Directions –
The entries below contain a stretch that opens with the line containing "pub struct OfferingUpdate" and closes with the line containing "pub fn get_catalog_item(&self, item_id: &str)"; set down that stretch exactly, both ends included, and nothing else.

----- Given records

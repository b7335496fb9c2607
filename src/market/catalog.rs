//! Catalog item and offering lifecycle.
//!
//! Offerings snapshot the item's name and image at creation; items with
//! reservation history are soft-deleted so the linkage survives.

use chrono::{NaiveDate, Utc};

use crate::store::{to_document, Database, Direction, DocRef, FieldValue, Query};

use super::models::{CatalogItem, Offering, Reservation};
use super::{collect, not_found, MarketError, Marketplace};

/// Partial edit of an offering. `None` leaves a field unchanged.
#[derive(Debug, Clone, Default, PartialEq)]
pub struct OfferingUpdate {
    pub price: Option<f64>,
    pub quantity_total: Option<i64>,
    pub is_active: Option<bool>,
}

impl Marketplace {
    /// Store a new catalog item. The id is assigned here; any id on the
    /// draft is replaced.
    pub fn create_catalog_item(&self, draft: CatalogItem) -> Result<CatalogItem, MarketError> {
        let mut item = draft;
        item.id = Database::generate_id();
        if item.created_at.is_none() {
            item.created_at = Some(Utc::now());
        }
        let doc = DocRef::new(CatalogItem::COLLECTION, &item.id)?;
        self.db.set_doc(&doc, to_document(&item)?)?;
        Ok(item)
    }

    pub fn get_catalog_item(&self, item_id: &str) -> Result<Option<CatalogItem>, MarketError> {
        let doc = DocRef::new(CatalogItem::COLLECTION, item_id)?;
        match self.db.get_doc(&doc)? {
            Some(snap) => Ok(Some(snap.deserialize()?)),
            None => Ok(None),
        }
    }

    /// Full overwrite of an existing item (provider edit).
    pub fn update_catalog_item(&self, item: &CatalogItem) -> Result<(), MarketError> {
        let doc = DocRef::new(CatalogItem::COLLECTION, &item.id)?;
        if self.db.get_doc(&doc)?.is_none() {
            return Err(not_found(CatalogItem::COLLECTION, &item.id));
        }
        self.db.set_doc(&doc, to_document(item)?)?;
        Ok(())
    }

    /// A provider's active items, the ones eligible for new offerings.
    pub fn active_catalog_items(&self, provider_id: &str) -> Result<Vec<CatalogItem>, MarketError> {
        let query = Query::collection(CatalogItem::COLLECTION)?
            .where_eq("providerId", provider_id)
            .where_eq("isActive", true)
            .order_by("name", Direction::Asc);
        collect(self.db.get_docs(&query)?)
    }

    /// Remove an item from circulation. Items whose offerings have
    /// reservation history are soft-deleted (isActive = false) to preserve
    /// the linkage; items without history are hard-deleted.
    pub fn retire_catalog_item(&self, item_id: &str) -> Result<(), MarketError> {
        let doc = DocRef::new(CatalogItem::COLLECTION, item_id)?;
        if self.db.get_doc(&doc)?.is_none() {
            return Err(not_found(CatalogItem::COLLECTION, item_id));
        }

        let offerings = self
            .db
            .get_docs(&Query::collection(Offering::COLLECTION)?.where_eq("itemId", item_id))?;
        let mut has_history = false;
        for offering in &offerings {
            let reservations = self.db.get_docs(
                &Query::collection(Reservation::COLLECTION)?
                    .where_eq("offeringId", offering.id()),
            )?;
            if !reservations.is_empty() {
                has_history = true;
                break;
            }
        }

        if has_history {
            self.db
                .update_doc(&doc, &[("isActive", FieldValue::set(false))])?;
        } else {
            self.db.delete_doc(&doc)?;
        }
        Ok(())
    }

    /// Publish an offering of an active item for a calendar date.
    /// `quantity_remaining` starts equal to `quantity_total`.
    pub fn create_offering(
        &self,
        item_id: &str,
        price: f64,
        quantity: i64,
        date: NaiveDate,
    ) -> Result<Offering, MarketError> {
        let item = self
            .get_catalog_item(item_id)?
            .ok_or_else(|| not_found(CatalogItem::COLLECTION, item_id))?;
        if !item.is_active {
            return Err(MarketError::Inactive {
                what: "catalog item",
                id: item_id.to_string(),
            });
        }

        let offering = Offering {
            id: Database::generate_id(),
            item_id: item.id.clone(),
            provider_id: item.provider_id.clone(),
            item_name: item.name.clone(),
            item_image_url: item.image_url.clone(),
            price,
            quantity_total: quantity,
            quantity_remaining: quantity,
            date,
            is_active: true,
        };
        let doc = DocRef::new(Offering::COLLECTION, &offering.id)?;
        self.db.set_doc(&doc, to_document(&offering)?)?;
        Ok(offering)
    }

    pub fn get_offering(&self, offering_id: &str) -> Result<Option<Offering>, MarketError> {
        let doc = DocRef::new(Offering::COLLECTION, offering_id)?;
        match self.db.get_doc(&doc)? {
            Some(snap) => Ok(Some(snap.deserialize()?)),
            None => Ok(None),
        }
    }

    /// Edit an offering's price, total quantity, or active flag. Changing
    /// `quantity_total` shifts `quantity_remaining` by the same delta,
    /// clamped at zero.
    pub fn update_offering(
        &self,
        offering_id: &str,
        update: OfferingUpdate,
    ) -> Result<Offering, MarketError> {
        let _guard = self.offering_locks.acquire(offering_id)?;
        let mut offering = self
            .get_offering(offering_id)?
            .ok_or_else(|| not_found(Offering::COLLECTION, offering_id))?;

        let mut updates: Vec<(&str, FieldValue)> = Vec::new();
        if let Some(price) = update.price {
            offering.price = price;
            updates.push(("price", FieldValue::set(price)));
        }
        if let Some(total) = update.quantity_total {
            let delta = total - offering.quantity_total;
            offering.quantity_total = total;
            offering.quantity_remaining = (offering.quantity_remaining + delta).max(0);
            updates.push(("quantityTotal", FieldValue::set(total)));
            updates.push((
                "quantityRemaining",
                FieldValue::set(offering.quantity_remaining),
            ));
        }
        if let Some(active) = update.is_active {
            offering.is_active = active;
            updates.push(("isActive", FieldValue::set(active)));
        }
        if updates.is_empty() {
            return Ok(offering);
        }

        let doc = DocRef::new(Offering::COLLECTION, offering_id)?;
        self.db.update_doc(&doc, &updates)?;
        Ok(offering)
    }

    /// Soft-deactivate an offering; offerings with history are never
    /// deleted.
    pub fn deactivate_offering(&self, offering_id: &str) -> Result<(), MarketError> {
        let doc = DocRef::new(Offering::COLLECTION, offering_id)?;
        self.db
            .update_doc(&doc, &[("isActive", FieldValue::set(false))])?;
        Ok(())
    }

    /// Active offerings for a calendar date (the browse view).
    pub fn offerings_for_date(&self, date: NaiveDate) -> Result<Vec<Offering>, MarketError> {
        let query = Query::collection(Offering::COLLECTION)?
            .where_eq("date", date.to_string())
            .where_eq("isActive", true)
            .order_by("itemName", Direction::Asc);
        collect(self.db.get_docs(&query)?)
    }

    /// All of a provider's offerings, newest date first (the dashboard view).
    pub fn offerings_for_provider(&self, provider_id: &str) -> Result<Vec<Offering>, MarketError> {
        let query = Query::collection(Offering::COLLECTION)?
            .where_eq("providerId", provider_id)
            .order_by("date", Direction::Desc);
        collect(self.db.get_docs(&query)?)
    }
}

----------

Output of the task –
pub struct OfferingUpdate {
    pub price: Option<f64>,
    pub quantity_total: Option<i64>,
    pub is_active: Option<bool>,
}

impl Marketplace {
    /// Store a new catalog item. The id is assigned here; any id on the
    /// draft is replaced.
    pub fn create_catalog_item(&self, draft: CatalogItem) -> Result<CatalogItem, MarketError> {
        let mut item = draft;
        item.id = Database::generate_id();
        if item.created_at.is_none() {
            item.created_at = Some(Utc::now());
        }
        let doc = DocRef::new(CatalogItem::COLLECTION, &item.id)?;
        self.db.set_doc(&doc, to_document(&item)?)?;
        Ok(item)
    }

    pub fn get_catalog_item(&self, item_id: &str) -> Result<Option<CatalogItem>, MarketError> {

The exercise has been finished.